Saturday, May 10, 2014

The Worst Two Years: “London’s Dreadful Visitation”

The plague hit London in 1664, but its great death machine did not get fully ramped up until 1665. It was a repeat engagement: London had suffered nearly 40 outbreaks of plague since 1348. But this was the most vicious bout yet, and it turned the city into a credible vision of Hell on earth.

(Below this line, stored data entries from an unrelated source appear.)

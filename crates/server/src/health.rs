use axum::extract::State;
use axum::http::StatusCode;
use axum::routing::get;
use axum::{Json, Router};
use chrono::Utc;
use sayara_core::catalog::CatalogProvider;
use serde::Serialize;

use crate::bootstrap::AppState;

#[derive(Clone, Debug, PartialEq, Eq, Serialize)]
pub struct HealthCheck {
    pub status: &'static str,
    pub detail: String,
}

#[derive(Clone, Debug, PartialEq, Eq, Serialize)]
pub struct HealthResponse {
    pub status: &'static str,
    pub service: HealthCheck,
    pub reference_data: HealthCheck,
    pub checked_at: String,
}

pub fn router(state: AppState) -> Router {
    Router::new().route("/health", get(health)).with_state(state)
}

pub async fn health(State(state): State<AppState>) -> (StatusCode, Json<HealthResponse>) {
    let reference_data = reference_data_check(&state);
    let ready = reference_data.status == "ready";

    let payload = HealthResponse {
        status: if ready { "ready" } else { "degraded" },
        service: HealthCheck {
            status: "ready",
            detail: "sayara-server runtime initialized".to_string(),
        },
        reference_data,
        checked_at: Utc::now().to_rfc3339(),
    };

    let status_code = if ready { StatusCode::OK } else { StatusCode::SERVICE_UNAVAILABLE };
    (status_code, Json(payload))
}

fn reference_data_check(state: &AppState) -> HealthCheck {
    let brands = state.catalog.brands().len();
    let listings = state.listings.all().len();

    if brands == 0 || listings == 0 {
        return HealthCheck {
            status: "degraded",
            detail: format!("reference data incomplete: {brands} brands, {listings} listings"),
        };
    }

    HealthCheck { status: "ready", detail: format!("{brands} brands, {listings} listings loaded") }
}

#[cfg(test)]
mod tests {
    use std::sync::Arc;

    use async_trait::async_trait;
    use axum::extract::State;
    use axum::http::StatusCode;
    use axum::Json;
    use sayara_assistant::{
        GenerationError, GenerationRequest, MarketAnalyst, NegotiationAssistant,
        StructuredGenerator,
    };
    use sayara_core::catalog::InMemoryCatalog;
    use sayara_core::estimate::MarketEstimator;
    use sayara_core::listings::ListingStore;
    use serde_json::Value;

    use crate::bootstrap::AppState;

    use super::health;

    struct SilentGenerator;

    #[async_trait]
    impl StructuredGenerator for SilentGenerator {
        async fn generate(
            &self,
            _request: GenerationRequest<'_>,
        ) -> Result<Value, GenerationError> {
            Err(GenerationError::Transport("not wired in tests".to_string()))
        }
    }

    fn state(listings: ListingStore) -> AppState {
        let generator = Arc::new(SilentGenerator);
        AppState {
            catalog: Arc::new(InMemoryCatalog::seeded()),
            listings: Arc::new(listings),
            estimator: Arc::new(MarketEstimator::with_seed(1)),
            negotiation: Arc::new(
                NegotiationAssistant::new(generator.clone()).expect("assistant"),
            ),
            analyst: Arc::new(MarketAnalyst::new(generator).expect("analyst")),
        }
    }

    #[tokio::test]
    async fn health_is_ready_with_seeded_reference_data() {
        let (status, Json(payload)) = health(State(state(ListingStore::seeded()))).await;

        assert_eq!(status, StatusCode::OK);
        assert_eq!(payload.status, "ready");
        assert_eq!(payload.reference_data.status, "ready");
        assert_eq!(payload.service.status, "ready");
    }

    #[tokio::test]
    async fn health_degrades_when_reference_data_is_empty() {
        let (status, Json(payload)) = health(State(state(ListingStore::new(Vec::new())))).await;

        assert_eq!(status, StatusCode::SERVICE_UNAVAILABLE);
        assert_eq!(payload.status, "degraded");
        assert_eq!(payload.reference_data.status, "degraded");
    }
}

The disease started by claiming a trickle of victims, but the toll from the “Dreadful Visitation,” as the official weekly death report called it, soon soared into the hundreds and even thousands per week. Early efforts to fight the disease may have made it worse. The moment a house was found to have a plague victim, the city sealed it up with all its occupants inside. Nobody was allowed out for forty days, during which time the illness often killed off every member of the family, one by one, and wiped out their servants for good measure.

This policy not only guaranteed prolonged close contact with the disease – it gave people a powerful incentive to hide signs of the plague. Deaths were recorded by indigent old women hired by the parishes as a form of welfare, so it was easy for a family to bribe its way out of a plague diagnosis. While some Londoners were locked up with their dying family members, others who were secretly infected were going about their business and spreading the disease around the city.

Leasor’s The Plague and The Fire argues that many victims could have been saved with proper medical care, but most of the doctors fled the city when the epidemic began, while others were more interested in peddling quack cures than treating fevers and cleaning sores.

“Plague nurses” sent to people’s homes sometimes provided elementary care. On the other hand, they sometimes decided to suffocate you and steal your belongings instead. They were a crapshoot, those plague nurses.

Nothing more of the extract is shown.